Wednesday, March 7, 2012

The Annunciation

'I remember stopping for a long time one day to look at a little plaque on the wall of a house in the Via degli Artisti [Rome], representing the Annunciation. An angel and a young girl, their bodies inclined towards each other, their knees bent as if they were overcome by love, 'tutto tremante', gazed upon each other like Dante's pair; and that representation of a human love so intense that it could not reach farther seemed the perfect earthly symbol of the love that passes understanding.' 

From Edwin Muir's 'Autobiography'.

The Annunciation by Edwin Muir


The angel and the girl are met, 
Earth was the only meeting place, 
For the embodied never yet 
Travelled beyond the shore of space. 
The eternal spirits in freedom go. 

See, they have come together, see, 
While the destroying minutes flow, 
Each reflects the other's face 
Till heaven in hers and earth in his 
Shine steady there.
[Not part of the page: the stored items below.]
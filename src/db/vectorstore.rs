//! Vector Store Abstraction Layer
//!
//! A unified interface for vector collections. Each session owns exactly
//! one collection; the store supports a single retrieval operation:
//! top-k nearest neighbors by cosine similarity, ranked descending.
//!
//! # Example
//!
//! ```rust,ignore
//! use lara::db::{InMemoryVectorStore, VectorStore};
//!
//! let store = InMemoryVectorStore::new();
//! store.create_collection("session-1", 1024).await?;
//! store.upsert("session-1", &documents).await?;
//! let results = store.search("session-1", &query_embedding, 5).await?;
//! ```

use crate::types::{AppError, Document, Result, SearchResult};
use async_trait::async_trait;

use parking_lot::RwLock;
use std::collections::HashMap;

// ============================================================================
// Vector Store Trait
// ============================================================================

/// Abstract trait for vector collection operations.
#[async_trait]
pub trait VectorStore: Send + Sync {
    /// Get the name of this vector store backend.
    fn provider_name(&self) -> &'static str;

    /// Create a new collection with the specified vector dimensions.
    ///
    /// # Errors
    ///
    /// Returns an error if the collection already exists.
    async fn create_collection(&self, name: &str, dimensions: usize) -> Result<()>;

    /// Delete a collection and all its data.
    ///
    /// # Errors
    ///
    /// Returns an error if the collection doesn't exist.
    async fn delete_collection(&self, name: &str) -> Result<()>;

    /// Check if a collection exists.
    async fn collection_exists(&self, name: &str) -> Result<bool>;

    /// Count documents in a collection.
    async fn count(&self, collection: &str) -> Result<usize>;

    /// Upsert documents with their embeddings into a collection.
    ///
    /// Documents are identified by their `id` field; an existing id is
    /// replaced. Every document must carry an embedding.
    async fn upsert(&self, collection: &str, documents: &[Document]) -> Result<usize>;

    /// Search for the `limit` most similar documents.
    ///
    /// # Returns
    ///
    /// Results sorted by similarity score, descending. Returned documents
    /// do not carry their embeddings.
    async fn search(
        &self,
        collection: &str,
        embedding: &[f32],
        limit: usize,
    ) -> Result<Vec<SearchResult>>;
}

// ============================================================================
// In-Memory Vector Store
// ============================================================================

/// In-memory vector store using cosine similarity.
///
/// Data is never persisted; collections live exactly as long as the
/// process (in practice, as long as their session).
pub struct InMemoryVectorStore {
    collections: RwLock<HashMap<String, Collection>>,
}

struct Collection {
    dimensions: usize,
    documents: HashMap<String, Document>,
}

impl InMemoryVectorStore {
    /// Create a new empty in-memory vector store.
    pub fn new() -> Self {
        Self {
            collections: RwLock::new(HashMap::new()),
        }
    }

    /// Calculate cosine similarity between two vectors.
    ///
    /// Returns 0.0 for mismatched lengths or zero-magnitude vectors.
    fn cosine_similarity(a: &[f32], b: &[f32]) -> f32 {
        if a.len() != b.len() {
            return 0.0;
        }

        let dot_product: f32 = a.iter().zip(b.iter()).map(|(x, y)| x * y).sum();
        let norm_a: f32 = a.iter().map(|x| x * x).sum::<f32>().sqrt();
        let norm_b: f32 = b.iter().map(|x| x * x).sum::<f32>().sqrt();

        if norm_a == 0.0 || norm_b == 0.0 {
            return 0.0;
        }

        dot_product / (norm_a * norm_b)
    }
}

impl Default for InMemoryVectorStore {
    fn default() -> Self {
        Self::new()
    }
}

#[async_trait]
impl VectorStore for InMemoryVectorStore {
    fn provider_name(&self) -> &'static str {
        "in-memory"
    }

    async fn create_collection(&self, name: &str, dimensions: usize) -> Result<()> {
        let mut collections = self.collections.write();
        if collections.contains_key(name) {
            return Err(AppError::InvalidInput(format!(
                "Collection '{}' already exists",
                name
            )));
        }
        collections.insert(
            name.to_string(),
            Collection {
                dimensions,
                documents: HashMap::new(),
            },
        );
        Ok(())
    }

    async fn delete_collection(&self, name: &str) -> Result<()> {
        let mut collections = self.collections.write();
        collections
            .remove(name)
            .ok_or_else(|| AppError::NotFound(format!("Collection '{}' not found", name)))?;
        Ok(())
    }

    async fn collection_exists(&self, name: &str) -> Result<bool> {
        let collections = self.collections.read();
        Ok(collections.contains_key(name))
    }

    async fn count(&self, collection: &str) -> Result<usize> {
        let collections = self.collections.read();
        let col = collections
            .get(collection)
            .ok_or_else(|| AppError::NotFound(format!("Collection '{}' not found", collection)))?;
        Ok(col.documents.len())
    }

    async fn upsert(&self, collection: &str, documents: &[Document]) -> Result<usize> {
        let mut collections = self.collections.write();
        let col = collections
            .get_mut(collection)
            .ok_or_else(|| AppError::NotFound(format!("Collection '{}' not found", collection)))?;

        let mut count = 0;
        for doc in documents {
            let Some(embedding) = doc.embedding.as_ref() else {
                return Err(AppError::InvalidInput(format!(
                    "Document '{}' is missing embedding",
                    doc.id
                )));
            };
            if embedding.len() != col.dimensions {
                return Err(AppError::InvalidInput(format!(
                    "Document '{}' embedding has {} dimensions, collection expects {}",
                    doc.id,
                    embedding.len(),
                    col.dimensions
                )));
            }
            col.documents.insert(doc.id.clone(), doc.clone());
            count += 1;
        }

        Ok(count)
    }

    async fn search(
        &self,
        collection: &str,
        embedding: &[f32],
        limit: usize,
    ) -> Result<Vec<SearchResult>> {
        let collections = self.collections.read();
        let col = collections
            .get(collection)
            .ok_or_else(|| AppError::NotFound(format!("Collection '{}' not found", collection)))?;

        let mut results: Vec<SearchResult> = col
            .documents
            .values()
            .filter_map(|doc| {
                let doc_embedding = doc.embedding.as_ref()?;
                let score = Self::cosine_similarity(embedding, doc_embedding);
                Some(SearchResult {
                    document: Document {
                        id: doc.id.clone(),
                        content: doc.content.clone(),
                        metadata: doc.metadata.clone(),
                        embedding: None, // Don't return embeddings in results
                    },
                    score,
                })
            })
            .collect();

        // Sort by score descending
        results
            .sort_by(|a, b| b.score.partial_cmp(&a.score).unwrap_or(std::cmp::Ordering::Equal));
        results.truncate(limit);

        Ok(results)
    }
}

// ============================================================================
// Tests
// ============================================================================

#[cfg(test)]
mod tests {
    use super::*;
    use crate::types::DocumentMetadata;

    fn doc(id: &str, content: &str, embedding: Vec<f32>) -> Document {
        Document {
            id: id.to_string(),
            content: content.to_string(),
            metadata: DocumentMetadata::for_file("test.txt"),
            embedding: Some(embedding),
        }
    }

    #[tokio::test]
    async fn create_and_check_collection() {
        let store = InMemoryVectorStore::new();

        store.create_collection("s1", 3).await.unwrap();

        assert!(store.collection_exists("s1").await.unwrap());
        assert!(!store.collection_exists("s2").await.unwrap());
    }

    #[tokio::test]
    async fn duplicate_collection_is_an_error() {
        let store = InMemoryVectorStore::new();

        store.create_collection("s1", 3).await.unwrap();
        assert!(store.create_collection("s1", 3).await.is_err());
    }

    #[tokio::test]
    async fn nearest_vector_ranks_first() {
        let store = InMemoryVectorStore::new();
        store.create_collection("s1", 3).await.unwrap();

        let docs = vec![
            doc("d1", "Hello world", vec![1.0, 0.0, 0.0]),
            doc("d2", "Goodbye world", vec![0.0, 1.0, 0.0]),
            doc("d3", "Hello again", vec![0.9, 0.1, 0.0]),
        ];
        store.upsert("s1", &docs).await.unwrap();

        let results = store.search("s1", &[1.0, 0.0, 0.0], 2).await.unwrap();

        assert_eq!(results.len(), 2);
        assert_eq!(results[0].document.id, "d1"); // Exact match first
        assert_eq!(results[1].document.id, "d3"); // Similar second
        assert!(results[0].score >= results[1].score);
        assert!(results[0].document.embedding.is_none());
    }

    #[tokio::test]
    async fn upsert_requires_embedding_and_matching_dimensions() {
        let store = InMemoryVectorStore::new();
        store.create_collection("s1", 3).await.unwrap();

        let mut missing = doc("d1", "no vector", vec![]);
        missing.embedding = None;
        assert!(store.upsert("s1", &[missing]).await.is_err());

        let wrong_dims = doc("d2", "short vector", vec![1.0, 0.0]);
        assert!(store.upsert("s1", &[wrong_dims]).await.is_err());

        assert_eq!(store.count("s1").await.unwrap(), 0);
    }

    #[tokio::test]
    async fn upsert_replaces_existing_ids() {
        let store = InMemoryVectorStore::new();
        store.create_collection("s1", 3).await.unwrap();

        store
            .upsert("s1", &[doc("d1", "old", vec![1.0, 0.0, 0.0])])
            .await
            .unwrap();
        store
            .upsert("s1", &[doc("d1", "new", vec![0.0, 1.0, 0.0])])
            .await
            .unwrap();

        assert_eq!(store.count("s1").await.unwrap(), 1);
        let results = store.search("s1", &[0.0, 1.0, 0.0], 1).await.unwrap();
        assert_eq!(results[0].document.content, "new");
    }

    #[tokio::test]
    async fn delete_collection_removes_data() {
        let store = InMemoryVectorStore::new();
        store.create_collection("s1", 3).await.unwrap();
        store
            .upsert("s1", &[doc("d1", "Test", vec![1.0, 0.0, 0.0])])
            .await
            .unwrap();

        store.delete_collection("s1").await.unwrap();

        assert!(!store.collection_exists("s1").await.unwrap());
        assert!(store.search("s1", &[1.0, 0.0, 0.0], 1).await.is_err());
    }

    #[tokio::test]
    async fn search_on_missing_collection_is_not_found() {
        let store = InMemoryVectorStore::new();
        let result = store.search("nope", &[1.0], 5).await;
        assert!(matches!(result, Err(AppError::NotFound(_))));
    }

    #[test]
    fn cosine_similarity_basics() {
        // Identical vectors
        assert!(
            (InMemoryVectorStore::cosine_similarity(&[1.0, 0.0], &[1.0, 0.0]) - 1.0).abs() < 0.001
        );

        // Orthogonal vectors
        assert!(InMemoryVectorStore::cosine_similarity(&[1.0, 0.0], &[0.0, 1.0]).abs() < 0.001);

        // Opposite vectors
        assert!(
            (InMemoryVectorStore::cosine_similarity(&[1.0, 0.0], &[-1.0, 0.0]) + 1.0).abs() < 0.001
        );

        // Mismatched lengths and zero vectors degrade to 0.0
        assert_eq!(InMemoryVectorStore::cosine_similarity(&[1.0], &[1.0, 0.0]), 0.0);
        assert_eq!(InMemoryVectorStore::cosine_similarity(&[0.0, 0.0], &[1.0, 0.0]), 0.0);
    }
}
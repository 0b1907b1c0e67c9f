use crate::AppState;
use axum::{
    Json, Router,
    extract::DefaultBodyLimit,
    routing::{get, post},
};

use super::ApiDoc;
use utoipa::OpenApi;

/// Build the application router.
///
/// `max_upload_bytes` bounds the multipart upload body; everything else
/// uses axum defaults.
pub fn create_router(max_upload_bytes: usize) -> Router<AppState> {
    Router::new()
        .route("/api/health", get(crate::api::handlers::health::health))
        .route("/api/openapi.json", get(openapi))
        .route(
            "/api/documents",
            post(crate::api::handlers::documents::upload),
        )
        .route("/api/ask", post(crate::api::handlers::ask::ask))
        .route(
            "/api/sessions/{id}",
            get(crate::api::handlers::session::session_info)
                .delete(crate::api::handlers::session::destroy_session),
        )
        .layer(DefaultBodyLimit::max(max_upload_bytes))
}

/// Serve the generated OpenAPI document.
async fn openapi() -> Json<utoipa::openapi::OpenApi> {
    Json(ApiDoc::openapi())
}
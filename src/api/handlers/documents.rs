//! Document upload handler.

use crate::{
    AppState,
    types::{AppError, Result, UploadResponse},
};
use axum::{Json, extract::Multipart, extract::State};
use std::time::Instant;

/// Upload documents and build a fresh session index over them.
///
/// Accepts any number of file parts in one multipart request. Supported
/// extensions are .pdf, .txt, .md, and .csv; other files are skipped and
/// reported in the response. The whole batch fails if any supported file
/// is malformed.
#[utoipa::path(
    post,
    path = "/api/documents",
    request_body(content = Vec<u8>, content_type = "multipart/form-data"),
    responses(
        (status = 200, description = "Documents ingested, session ready", body = UploadResponse),
        (status = 400, description = "Empty upload, malformed file, or no supported documents"),
        (status = 500, description = "Embedding or indexing failure")
    ),
    tag = "documents"
)]
pub async fn upload(
    State(state): State<AppState>,
    mut multipart: Multipart,
) -> Result<Json<UploadResponse>> {
    let start = Instant::now();

    let mut uploads: Vec<(String, Vec<u8>)> = Vec::new();
    while let Some(field) = multipart
        .next_field()
        .await
        .map_err(|e| AppError::InvalidInput(format!("Malformed multipart request: {}", e)))?
    {
        // Only file parts carry documents; stray form fields are ignored.
        let Some(file_name) = field.file_name().map(str::to_string) else {
            continue;
        };
        let bytes = field.bytes().await.map_err(|e| {
            AppError::InvalidInput(format!("Failed to read upload '{}': {}", file_name, e))
        })?;
        uploads.push((file_name, bytes.to_vec()));
    }

    if uploads.is_empty() {
        return Err(AppError::InvalidInput(
            "At least one file is required".into(),
        ));
    }

    let file_count = uploads.len();
    let response = state.sessions.create(uploads).await?;

    tracing::info!(
        session = %response.session_id,
        files = file_count,
        documents = response.documents,
        skipped = response.skipped.len(),
        duration_ms = start.elapsed().as_millis() as u64,
        "Documents ingested"
    );

    Ok(Json(response))
}
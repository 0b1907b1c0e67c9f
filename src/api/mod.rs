//! HTTP API Handlers and Routes
//!
//! The REST surface of L.A.R.A, built on the Axum web framework. This is
//! the whole user-facing interface: upload files, ask questions, inspect
//! or destroy sessions.
//!
//! # API Endpoints
//!
//! - `POST /api/documents` - Upload files (multipart) and build a session index
//! - `POST /api/ask` - Ask a question against a session
//! - `GET /api/sessions/{id}` - Session details
//! - `DELETE /api/sessions/{id}` - Destroy a session
//! - `GET /api/health` - Health check
//! - `GET /api/openapi.json` - OpenAPI document
//!
//! # Errors
//!
//! Failures render as `{"error": message}` JSON with a matching status
//! code via `IntoResponse` on [`AppError`](crate::types::AppError).

/// Request and response handlers for all API endpoints.
pub mod handlers;
/// Router configuration and route definitions.
pub mod routes;

use crate::AppState;
use axum::Router;
use tower_http::{
    cors::{Any, CorsLayer},
    trace::TraceLayer,
};
use utoipa::OpenApi;

/// OpenAPI document for the whole surface.
#[derive(OpenApi)]
#[openapi(
    paths(
        handlers::health::health,
        handlers::documents::upload,
        handlers::ask::ask,
        handlers::session::session_info,
        handlers::session::destroy_session,
    ),
    components(schemas(
        crate::types::UploadResponse,
        crate::types::IngestedFile,
        crate::types::AskRequest,
        crate::types::AskResponse,
        crate::types::Source,
        crate::types::SessionInfo,
        crate::types::HealthResponse,
    )),
    tags(
        (name = "documents", description = "Document upload and indexing"),
        (name = "ask", description = "Grounded question answering"),
        (name = "sessions", description = "Session lifecycle"),
        (name = "health", description = "Liveness"),
    )
)]
pub struct ApiDoc;

/// Assemble the fully-layered application from its state.
pub fn router(state: AppState) -> Router {
    let cors = CorsLayer::new()
        .allow_origin(Any)
        .allow_methods(Any)
        .allow_headers(Any);

    routes::create_router(state.config.server.max_upload_bytes)
        .layer(TraceLayer::new_for_http())
        .layer(cors)
        .with_state(state)
}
He's come to her 
From far beyond the farthest star, 
Feathered through time. Immediacy 
of strangest strangeness is the bliss 
That from their limbs all movement takes. 
Yet the increasing rapture brings 
So great a wonder that it makes 
Each feather tremble on his wings. 

Outside the window footsteps fall 
Into the ordinary day 
And with the sun along the wall 
Pursue their unreturning way 
That was ordained in eternity. 
Sound's perpetual roundabout 
Rolls its numbered octaves out 
And hoarsely grinds its battered tune. 

But through the endless afternoon 
These neither speak nor movement make, 
But stare into their deepening trance 
As if their gaze would never break. 


Reading Ron Ferguson's admirable if flawed book on George Mackay Brown (for it needs both tighter editing and a gentle critique when it sprawls off point), I am reminded of Edwin Muir, one of Brown's key mentors and promoters. What shimmers through Brown's accounts of Muir is the incisiveness of his judgements and the gentleness with which they were offered. Judgements always aimed at building up or expanding vision and possibility. Muir refused to review books which he could not appreciate. This is one of my favourite Muir poems that speaks of his discovery of Italy, of incarnation, of a religion embedded in a visual, tactile culture, that is of grace, acceptance and mystery.






The painting is of the Eve of the Feast of the Annunciation by Mikhail Nesterov. I love the progression of youthful monk, followed by age, both reading in the dying light of day - the rhythm of prayer meets the timing of day and the emergent season of Spring - time wrapped in eternities.